What is required: The line containing "if let Some(stance)" marks the end: write out exactly every line from the first line of the data below through that line, and only those.

---------- Recorded data ----------

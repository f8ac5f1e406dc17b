//! Generation: drafts the reply with the configured LLM

use crate::config::{LlmSection, MemorySection};
use crate::llm::provider::{CompletionRequest, FinishReason, LlmProvider, Message};
use crate::pipeline::{
    Gate, GateError, GateOutput, GateResult, PipelineContext, PipelineState, TurnRole,
};
use async_trait::async_trait;
use serde_json::json;
use std::sync::Arc;
use tracing::{debug, warn};

pub struct GenerationGate {
    llm: Arc<dyn LlmProvider>,
    model: String,
    system_prompt: String,
    temperature: Option<f32>,
    max_tokens: Option<u32>,
    history_window: usize,
}

impl GenerationGate {
    pub const ID: &'static str = "generation";

    pub fn new(llm: Arc<dyn LlmProvider>, section: &LlmSection, memory: &MemorySection) -> Self {
        Self {
            llm,
            model: section.model.clone(),
            system_prompt: section.system_prompt.clone(),
            temperature: section.temperature,
            max_tokens: section.max_tokens,
            history_window: memory.history_window,
        }
    }

    /// System prompt enriched with stance, locale and any live data
    fn system_message(&self, state: &PipelineState, ctx: &PipelineContext) -> String {
        let mut prompt = self.system_prompt.clone();

        if let Some(stance) = ctx.requested_stance.as_deref().filter(|s| !s.trim().is_empty()) {
            prompt.push_str(&format!("\n\nAdopt the following stance: {stance}"));
        }
        if let Some(locale) = &ctx.locale {
            prompt.push_str(&format!("\n\nReply in the user's locale: {locale}"));
        }
        if let Some(timezone) = &ctx.timezone {
            prompt.push_str(&format!("\n\nThe user's timezone is {timezone}."));
        }
        if let Some(live) = &state.flags().live_data {
            prompt.push_str(&format!(
                "\n\nLive data from {}:\n{}",
                live.source, live.data
            ));
        }

        prompt
    }

    fn build_messages(&self, state: &PipelineState, ctx: &PipelineContext) -> Vec<Message> {
        let mut messages = vec![Message::system(self.system_message(state, ctx))];
        messages.extend(ctx.recent_history(self.history_window).iter().map(|turn| {
            match turn.role {
                TurnRole::User => Message::user(turn.content.clone()),
                TurnRole::Assistant => Message::assistant(turn.content.clone()),
            }
        }));
        messages.push(Message::user(state.effective_message()));
        messages
    }
}

#[async_trait]
impl Gate for GenerationGate {
    fn id(&self) -> &str {
        Self::ID
    }

    async fn evaluate(
        &self,
        state: &PipelineState,
        ctx: &PipelineContext,
    ) -> Result<GateResult, GateError> {
        let request = CompletionRequest::new(self.model.clone(), self.build_messages(state, ctx))
            .with_max_tokens(self.max_tokens)
            .with_temperature(self.temperature)
            .with_metadata("request_id", ctx.request_id.to_string());

        let response = self.llm.complete(request).await?;
        debug!(
            provider = self.llm.name(),
            total_tokens = response.usage.total_tokens,
            finish_reason = ?response.finish_reason,
            "Completion received"
        );

        let draft = response.content.as_deref().map(str::trim).unwrap_or_default();
        if draft.is_empty() {
            return Ok(GateResult::hard_fail(
                Self::ID,
                "LLM returned an empty completion",
            ));
        }

        let data = json!({
            "model": response.model,
            "total_tokens": response.usage.total_tokens,
            "finish_reason": response.finish_reason,
        });
        let output = GateOutput::text(draft).with_data(data);

        match response.finish_reason {
            FinishReason::Length => {
                warn!("Completion truncated by token limit");
                Ok(GateResult::degrade(Self::ID, output))
            }
            FinishReason::ContentFilter => Ok(GateResult::hard_fail(
                Self::ID,
                "completion withheld by the provider's content filter",
            )),
            FinishReason::Error => {
                warn!("Provider reported an error finish; passing the draft as degraded");
                Ok(GateResult::degrade(Self::ID, output))
            }
            FinishReason::Stop => Ok(GateResult::pass(Self::ID, output)),
        }
    }
}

----------

Solution for this exercise:
repository f8ac5f1e406dc17b
//! Generation: drafts the reply with the configured LLM

use crate::config::{LlmSection, MemorySection};
use crate::llm::provider::{CompletionRequest, FinishReason, LlmProvider, Message};
use crate::pipeline::{
    Gate, GateError, GateOutput, GateResult, PipelineContext, PipelineState, TurnRole,
};
use async_trait::async_trait;
use serde_json::json;
use std::sync::Arc;
use tracing::{debug, warn};

pub struct GenerationGate {
    llm: Arc<dyn LlmProvider>,
    model: String,
    system_prompt: String,
    temperature: Option<f32>,
    max_tokens: Option<u32>,
    history_window: usize,
}

impl GenerationGate {
    pub const ID: &'static str = "generation";

    pub fn new(llm: Arc<dyn LlmProvider>, section: &LlmSection, memory: &MemorySection) -> Self {
        Self {
            llm,
            model: section.model.clone(),
            system_prompt: section.system_prompt.clone(),
            temperature: section.temperature,
            max_tokens: section.max_tokens,
            history_window: memory.history_window,
        }
    }

    /// System prompt enriched with stance, locale and any live data
    fn system_message(&self, state: &PipelineState, ctx: &PipelineContext) -> String {
        let mut prompt = self.system_prompt.clone();

        if let Some(stance) = ctx.requested_stance.as_deref().filter(|s| !s.trim().is_empty()) {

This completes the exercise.